Abbott’s first envelope, if you want to call it that, is probably good for the duration of the legislative session, if not longer. Perry has been governor for a long, long time, and it is easy to hang anything that goes wrong on him or on someone he put into office.

It takes six years to go through the full cycle of appointments a governor makes. The last Perry appointees will be leaving office in 2021. Abbott’s grace period won’t last that long, but it’s hard to blame a governor for everything that happens in the first year he or she is in office. It’s not a cabinet government, and this is not a state that puts a lot of constitutional power in its top executive.

Abbott’s most powerful tool at the moment might be his broom and his cleaning supplies. It can be difficult to put your mark on agencies that appear to be working effectively. A wreck like this is just the thing for a brand-new governor looking to make an impression.

The Legislature is here to help clean things up.
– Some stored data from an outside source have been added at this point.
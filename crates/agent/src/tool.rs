use async_trait::async_trait;
use indexmap::IndexMap;
use serde::{Deserialize, Serialize};
use serde_json::Value;
use thiserror::Error;

#[derive(Debug, Clone, Serialize, Deserialize)]
pub struct ToolDescription {
    pub name: String,
    pub description: String,
    #[serde(default)]
    pub input_schema: Value,
    #[serde(default)]
    pub metadata: IndexMap<String, Value>,
}

impl ToolDescription {
    pub fn new(
        name: impl Into<String>,
        description: impl Into<String>,
        input_schema: Value,
    ) -> Self {
        Self {
            name: name.into(),
            description: description.into(),
            input_schema,
            metadata: IndexMap::default(),
        }
    }
}

#[derive(Debug, Clone, Serialize, Deserialize)]
pub struct ToolResult {
    pub content: Value,
    #[serde(default)]
    pub metadata: IndexMap<String, Value>,
}

impl ToolResult {
    pub fn new(content: Value) -> Self {
        Self {
            content,
            metadata: IndexMap::default(),
        }
    }
}

#[derive(Debug, Error)]
pub enum ToolError {
    #[error("tool invocation failed: {0}")]
    Invocation(String),
    #[error("tool rejected input: {0}")]
    InvalidInput(String),
    /// The message reveals nothing about the target beyond its absence
    /// from the allow-list.
    #[error("path '{0}' is not in allowed directories")]
    NotAllowed(String),
}

/// A named unit of work exposed to the model. Implementations must be
/// safely invocable from concurrent connections.
#[async_trait]
pub trait Tool: Send + Sync {
    fn description(&self) -> &ToolDescription;
    async fn invoke(&self, args: Value) -> Result<ToolResult, ToolError>;
}
//! Ties the stores together and adapts them to the agent's turn
//! persistence contract.

use std::sync::atomic::{AtomicI64, Ordering};
use std::sync::Arc;

use hearth_agent::{ChatMessage, Role, TurnStore};

use crate::conversation::ConversationStore;
use crate::database::{Database, StoreError};
use crate::memory::{Memory, MemoryStore};

/// High-level entry point: owns the current conversation id and exposes
/// conversation plus fact storage. On startup it resumes the most recent
/// conversation, creating one if the database is fresh.
pub struct MemoryManager {
    pub conversations: ConversationStore,
    pub memories: MemoryStore,
    current: AtomicI64,
}

impl MemoryManager {
    pub fn new(db: Arc<Database>) -> Result<Self, StoreError> {
        let conversations = ConversationStore::new(db.clone());
        let memories = MemoryStore::new(db);

        let current = match conversations.current()? {
            Some(id) => id,
            None => conversations.create("normal")?,
        };

        Ok(Self {
            conversations,
            memories,
            current: AtomicI64::new(current),
        })
    }

    pub fn current_conversation(&self) -> i64 {
        self.current.load(Ordering::SeqCst)
    }

    pub fn start_new_conversation(&self, mode: &str) -> Result<i64, StoreError> {
        let id = self.conversations.create(mode)?;
        self.current.store(id, Ordering::SeqCst);
        Ok(id)
    }

    pub fn search_facts(
        &self,
        category: Option<&str>,
        min_importance: i64,
    ) -> Result<Vec<Memory>, StoreError> {
        self.memories.search(category, min_importance)
    }
}

impl TurnStore for MemoryManager {
    fn save_turn(&self, role: Role, content: &str, metadata: Option<&str>) -> anyhow::Result<()> {
        self.conversations
            .add_message(self.current_conversation(), role.as_str(), content, metadata)?;
        Ok(())
    }

    /// Most recent `limit` turns of the current conversation, oldest
    /// first. Rows whose role tag is unknown are skipped.
    fn load_recent_turns(&self, limit: usize) -> anyhow::Result<Vec<ChatMessage>> {
        let messages = self.conversations.messages(self.current_conversation())?;
        let skip = messages.len().saturating_sub(limit);
        Ok(messages
            .into_iter()
            .skip(skip)
            .filter_map(|message| {
                Role::parse(&message.role).map(|role| ChatMessage::new(role, message.content))
            })
            .collect())
    }

    /// Facts worth reminding the model about at the start of every turn.
    /// Importance below 30 is considered noise and left out.
    fn context_facts(&self) -> anyhow::Result<Vec<String>> {
        let facts = self.search_facts(None, 30)?;
        Ok(facts
            .into_iter()
            .map(|fact| format!("{}: {}", fact.key, fact.content))
            .collect())
    }
}
//! Feed synchronizer.
//!
//! Owns the in-memory snapshot of both collections. Every refresh re-reads
//! the newest rows of each kind and replaces the held sequence wholesale;
//! change notifications only ever trigger a refresh, they are never
//! applied as deltas.
//!
//! Each refresh carries a generation number. A collection result is
//! applied only when it is newer than the last result applied to that
//! collection, so a slow read cannot overwrite fresher data. `loading`
//! clears when the most recently issued refresh settles.

use chrono::{DateTime, Utc};
use serde::Serialize;
use std::sync::atomic::{AtomicBool, AtomicU64, Ordering};
use std::sync::{Arc, Weak};
use std::time::Instant;
use tokio::sync::{mpsc, oneshot, Mutex, RwLock};
use tracing::{debug, error, info, warn};

use crate::store::{ChangeFeed, RecordStore, StoreError, SubscriptionHandle};
use crate::types::{recent_first, ChangeEvent, FeedSnapshot, RecordKind, Timestamped};

// ---------------------------------------------------------------------------
// Public types
// ---------------------------------------------------------------------------

/// Refresh counters exposed on the status endpoint.
#[derive(Debug, Clone, Default, PartialEq, Serialize)]
pub struct SyncStats {
    pub refreshes_completed: u64,
    pub failed_reads: u64,
    /// Results dropped because a newer refresh had already landed.
    pub superseded_results: u64,
    pub notifications_received: u64,
    pub last_refresh: Option<DateTime<Utc>>,
}

/// Handle to the shared synchronizer. Clones share one snapshot.
#[derive(Clone)]
pub struct FeedSynchronizer {
    inner: Arc<Inner>,
}

// ---------------------------------------------------------------------------
// Internals
// ---------------------------------------------------------------------------

struct Inner {
    store: Arc<dyn RecordStore>,
    feed: Option<Arc<dyn ChangeFeed>>,
    fetch_limit: usize,
    issued: AtomicU64,
    started: AtomicBool,
    state: RwLock<SyncState>,
    listener: Mutex<Option<Listener>>,
}

#[derive(Default)]
struct SyncState {
    snapshot: FeedSnapshot,
    signals_generation: u64,
    picks_generation: u64,
    stats: SyncStats,
}

struct Listener {
    subscription: SubscriptionHandle,
    stop: oneshot::Sender<()>,
}

enum Applied {
    Replaced,
    Superseded,
    Failed,
}

/// Replace `slot` with a successful read unless a newer one already landed.
fn apply<T: Timestamped>(
    kind: RecordKind,
    slot: &mut Vec<T>,
    applied_generation: &mut u64,
    generation: u64,
    result: Result<Vec<T>, StoreError>,
    limit: usize,
) -> Applied {
    match result {
        Ok(records) if generation > *applied_generation => {
            *slot = recent_first(records, limit);
            *applied_generation = generation;
            Applied::Replaced
        }
        Ok(_) => {
            debug!(%kind, generation, latest = *applied_generation, "Discarding superseded read");
            Applied::Superseded
        }
        Err(e) => {
            warn!(%kind, error = %e, "Read failed, keeping previous snapshot");
            Applied::Failed
        }
    }
}

impl Inner {
    async fn refresh(&self) {
        let generation = self.issued.fetch_add(1, Ordering::SeqCst) + 1;
        self.state.write().await.snapshot.loading = true;

        let started = Instant::now();
        let (signals, picks) = tokio::join!(
            self.store.recent_signals(self.fetch_limit),
            self.store.recent_picks(self.fetch_limit),
        );

        let mut guard = self.state.write().await;
        let state = &mut *guard;

        let outcomes = [
            apply(
                RecordKind::Signals,
                &mut state.snapshot.signals,
                &mut state.signals_generation,
                generation,
                signals,
                self.fetch_limit,
            ),
            apply(
                RecordKind::Picks,
                &mut state.snapshot.picks,
                &mut state.picks_generation,
                generation,
                picks,
                self.fetch_limit,
            ),
        ];

        for outcome in &outcomes {
            match outcome {
                Applied::Failed => state.stats.failed_reads += 1,
                Applied::Superseded => state.stats.superseded_results += 1,
                Applied::Replaced => {}
            }
        }

        if generation == self.issued.load(Ordering::SeqCst) {
            state.snapshot.loading = false;
        }
        state.stats.refreshes_completed += 1;
        state.stats.last_refresh = Some(Utc::now());

        info!(
            generation,
            signals = state.snapshot.signals.len(),
            picks = state.snapshot.picks.len(),
            failed = outcomes.iter().filter(|o| matches!(o, Applied::Failed)).count(),
            elapsed_ms = started.elapsed().as_millis() as u64,
            "Refresh complete"
        );
    }
}

/// Drain notifications and refresh once per burst. Holds only a weak
/// reference so a dropped synchronizer ends the loop.
async fn listen(
    inner: Weak<Inner>,
    mut events: mpsc::Receiver<ChangeEvent>,
    mut stop: oneshot::Receiver<()>,
) {
    loop {
        let event = tokio::select! {
            biased;
            _ = &mut stop => break,
            event = events.recv() => match event {
                Some(event) => event,
                None => {
                    warn!("Change feed closed; live updates stopped");
                    break;
                }
            },
        };

        let mut coalesced = 1u64;
        while events.try_recv().is_ok() {
            coalesced += 1;
        }

        let Some(inner) = inner.upgrade() else {
            break;
        };
        debug!(kind = %event.kind, change = %event.change, coalesced, "Change notification");
        inner.state.write().await.stats.notifications_received += coalesced;
        inner.refresh().await;
    }
    debug!("Change listener exited");
}

// ---------------------------------------------------------------------------
// Synchronizer
// ---------------------------------------------------------------------------

impl FeedSynchronizer {
    /// Create a synchronizer. `feed` is optional: without one the snapshot
    /// only changes on explicit `refresh()` calls.
    pub fn new(
        store: Arc<dyn RecordStore>,
        feed: Option<Arc<dyn ChangeFeed>>,
        fetch_limit: usize,
    ) -> Self {
        Self {
            inner: Arc::new(Inner {
                store,
                feed,
                fetch_limit,
                issued: AtomicU64::new(0),
                started: AtomicBool::new(false),
                state: RwLock::new(SyncState::default()),
                listener: Mutex::new(None),
            }),
        }
    }

    /// Re-read both collections and replace them. Never fails: a failed
    /// read leaves that collection as it was.
    pub async fn refresh(&self) {
        self.inner.refresh().await;
    }

    /// Subscribe to changes on both kinds, then load the initial snapshot.
    /// A second call while running does nothing.
    pub async fn start(&self) {
        if self.inner.started.swap(true, Ordering::SeqCst) {
            warn!("Synchronizer already started");
            return;
        }

        match &self.inner.feed {
            Some(feed) => match feed.subscribe(RecordKind::ALL).await {
                Ok(subscription) => {
                    let (events, handle) = subscription.split();
                    let (stop_tx, stop_rx) = oneshot::channel();
                    tokio::spawn(listen(Arc::downgrade(&self.inner), events, stop_rx));
                    *self.inner.listener.lock().await = Some(Listener {
                        subscription: handle,
                        stop: stop_tx,
                    });
                    info!("Subscribed to change notifications");
                }
                Err(e) => {
                    error!(error = %e, "Change subscription failed; serving without live updates");
                }
            },
            None => info!("No change feed configured; refreshing on demand only"),
        }

        self.inner.refresh().await;
    }

    /// Release the change subscription. Safe to call repeatedly and before
    /// `start()`. Refreshes already in flight still complete.
    pub async fn stop(&self) {
        if let Some(mut listener) = self.inner.listener.lock().await.take() {
            listener.subscription.unsubscribe();
            let _ = listener.stop.send(());
            info!("Change subscription released");
        }
        self.inner.started.store(false, Ordering::SeqCst);
    }

    /// Whether a change subscription is currently held.
    pub async fn is_subscribed(&self) -> bool {
        self.inner.listener.lock().await.is_some()
    }

    /// A copy of the current snapshot.
    pub async fn snapshot(&self) -> FeedSnapshot {
        self.inner.state.read().await.snapshot.clone()
    }

    pub async fn stats(&self) -> SyncStats {
        self.inner.state.read().await.stats.clone()
    }

    pub fn fetch_limit(&self) -> usize {
        self.inner.fetch_limit
    }
}

// ---------------------------------------------------------------------------
// Tests
// ---------------------------------------------------------------------------
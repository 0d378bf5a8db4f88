//! Dashboard: Axum web server for the live view.
//!
//! Serves a REST API and a self-contained HTML page that renders
//! `/api/view`. CORS enabled for local development.

pub mod routes;

use anyhow::{Context, Result};
use axum::{
    http::{header, HeaderValue, Method},
    response::Html,
    routing::{get, post},
    Router,
};
use std::future::Future;
use tower_http::cors::CorsLayer;
use tracing::info;

pub use routes::{AppState, DashboardState};

/// The embedded dashboard HTML (compiled into the binary).
const DASHBOARD_HTML: &str = include_str!("templates/index.html");

/// Serve the dashboard until `shutdown` resolves.
pub async fn serve(
    state: AppState,
    port: u16,
    shutdown: impl Future<Output = ()> + Send + 'static,
) -> Result<()> {
    let app = build_router(state);
    let addr = std::net::SocketAddr::from(([0, 0, 0, 0], port));

    let listener = tokio::net::TcpListener::bind(addr)
        .await
        .with_context(|| format!("Failed to bind dashboard port {port}"))?;
    info!(port, "Dashboard server listening on http://localhost:{port}");

    axum::serve(listener, app)
        .with_graceful_shutdown(shutdown)
        .await
        .context("Dashboard server error")?;

    Ok(())
}

/// Build the Axum router with all routes and middleware.
pub fn build_router(state: AppState) -> Router {
    let cors = CorsLayer::new()
        .allow_origin(HeaderValue::from_static("*"))
        .allow_methods([Method::GET, Method::POST])
        .allow_headers([header::CONTENT_TYPE]);

    Router::new()
        // API routes
        .route("/api/view", get(routes::get_view))
        .route("/api/signals", get(routes::get_signals))
        .route("/api/picks", get(routes::get_picks))
        .route("/api/status", get(routes::get_status))
        .route("/api/refresh", post(routes::post_refresh))
        .route("/health", get(routes::health))
        // Dashboard HTML
        .route("/", get(serve_dashboard))
        .layer(cors)
        .with_state(state)
}

/// Serve the embedded HTML dashboard.
async fn serve_dashboard() -> Html<&'static str> {
    Html(DASHBOARD_HTML)
}

// ---------------------------------------------------------------------------
// Tests
// ---------------------------------------------------------------------------

#[cfg(test)]
mod tests {
    use super::*;
    use crate::engine::FeedSynchronizer;
    use crate::store::MockRecordStore;
    use crate::types::{SoccerPick, TradingSignal};
    use axum::body::Body;
    use axum::http::{Request, StatusCode};
    use std::sync::Arc;
    use tower::ServiceExt;

    fn test_state() -> AppState {
        let mut store = MockRecordStore::new();
        store
            .expect_recent_signals()
            .returning(|_| Ok(vec![TradingSignal::sample("s1", "FIRE", 0)]));
        store
            .expect_recent_picks()
            .returning(|_| Ok(vec![SoccerPick::sample("p1", 0)]));
        let sync = FeedSynchronizer::new(Arc::new(store), None, 20);
        Arc::new(DashboardState::new("Opus Quant Dashboard", sync))
    }

    async fn loaded_state() -> AppState {
        let state = test_state();
        state.sync.refresh().await;
        state
    }

    async fn get_json(app: Router, uri: &str) -> (StatusCode, serde_json::Value) {
        let resp = app
            .oneshot(Request::builder().uri(uri).body(Body::empty()).unwrap())
            .await
            .unwrap();
        let status = resp.status();
        let body = axum::body::to_bytes(resp.into_body(), 100_000).await.unwrap();
        let json = serde_json::from_slice(&body).unwrap_or(serde_json::Value::Null);
        (status, json)
    }

    #[tokio::test]
    async fn test_health_endpoint() {
        let app = build_router(test_state());
        let resp = app
            .oneshot(Request::builder().uri("/health").body(Body::empty()).unwrap())
            .await
            .unwrap();
        assert_eq!(resp.status(), StatusCode::OK);
    }

    #[tokio::test]
    async fn test_view_defaults_to_futures() {
        let (status, json) = get_json(build_router(loaded_state().await), "/api/view").await;
        assert_eq!(status, StatusCode::OK);
        assert_eq!(json["view"], "futures");
        assert_eq!(json["signals"]["items"][0]["quality"], "🔥 FIRE");
    }

    #[tokio::test]
    async fn test_view_soccer_tab() {
        let (status, json) =
            get_json(build_router(loaded_state().await), "/api/view?tab=soccer").await;
        assert_eq!(status, StatusCode::OK);
        assert_eq!(json["view"], "soccer");
        assert_eq!(json["picks"]["items"][0]["prediction"]["label"], "OVER 2.5");
    }

    #[tokio::test]
    async fn test_view_tab_is_case_insensitive() {
        let state = loaded_state().await;
        let (status, json) = get_json(build_router(state.clone()), "/api/view?tab=Soccer").await;
        assert_eq!(status, StatusCode::OK);
        assert_eq!(json["view"], "soccer");

        let (status, json) = get_json(build_router(state), "/api/view?tab=FUTURES").await;
        assert_eq!(status, StatusCode::OK);
        assert_eq!(json["view"], "futures");
    }

    #[tokio::test]
    async fn test_view_loading_before_refresh() {
        let (_, json) = get_json(build_router(test_state()), "/api/view?tab=soccer").await;
        assert_eq!(json["view"], "loading");
    }

    #[tokio::test]
    async fn test_view_rejects_unknown_tab() {
        let (status, _) =
            get_json(build_router(loaded_state().await), "/api/view?tab=tennis").await;
        assert_eq!(status, StatusCode::BAD_REQUEST);
    }

    #[tokio::test]
    async fn test_signals_and_picks_endpoints() {
        let state = loaded_state().await;
        let (status, signals) = get_json(build_router(state.clone()), "/api/signals").await;
        assert_eq!(status, StatusCode::OK);
        assert_eq!(signals[0]["id"], "s1");

        let (status, picks) = get_json(build_router(state), "/api/picks").await;
        assert_eq!(status, StatusCode::OK);
        assert_eq!(picks[0]["match"], "Arsenal vs Chelsea");
    }

    #[tokio::test]
    async fn test_status_endpoint() {
        let (status, json) = get_json(build_router(loaded_state().await), "/api/status").await;
        assert_eq!(status, StatusCode::OK);
        assert_eq!(json["loading"], false);
        assert_eq!(json["signals_held"], 1);
    }

    #[tokio::test]
    async fn test_refresh_accepted() {
        let state = test_state();
        let app = build_router(state.clone());
        let resp = app
            .oneshot(
                Request::builder()
                    .method("POST")
                    .uri("/api/refresh")
                    .body(Body::empty())
                    .unwrap(),
            )
            .await
            .unwrap();
        assert_eq!(resp.status(), StatusCode::ACCEPTED);

        tokio::time::timeout(std::time::Duration::from_secs(2), async {
            while state.sync.snapshot().await.loading {
                tokio::time::sleep(std::time::Duration::from_millis(5)).await;
            }
        })
        .await
        .unwrap();
        assert_eq!(state.sync.snapshot().await.signals.len(), 1);
    }

    #[tokio::test]
    async fn test_dashboard_html() {
        let app = build_router(test_state());
        let resp = app
            .oneshot(Request::builder().uri("/").body(Body::empty()).unwrap())
            .await
            .unwrap();
        assert_eq!(resp.status(), StatusCode::OK);

        let body = axum::body::to_bytes(resp.into_body(), 100_000).await.unwrap();
        let html = String::from_utf8(body.to_vec()).unwrap();
        assert!(html.contains("Opus Quant Dashboard"));
        assert!(html.contains("/api/view"));
    }
}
At least some of the agency’s top management will be replaced; many of those positions have already been opened. The replacements will be Abbott people instead of Perry people.

And while HHSC is the big headline at the moment, other agencies present the new crew with other clean-up opportunities. That could shorten the time it normally takes a new governor to gain effective control of the state bureaucracy.

Most never do. Perry went through the appointment cycle twice, and then some.

George W. Bush made it all the way through the six-year turn; for a minute there, he had had a chance to name each of the state’s appointees.

But Ann Richards and Bill Clements and Mark White didn’t, and they served during the years when Texas cemented its reputation — no fault to the personalities involved — as a weak-governor state.

Abbott might make it to the six-year mark. But with the help of a big mess or two, Perry and the proven magic of that first envelope, he has a head start.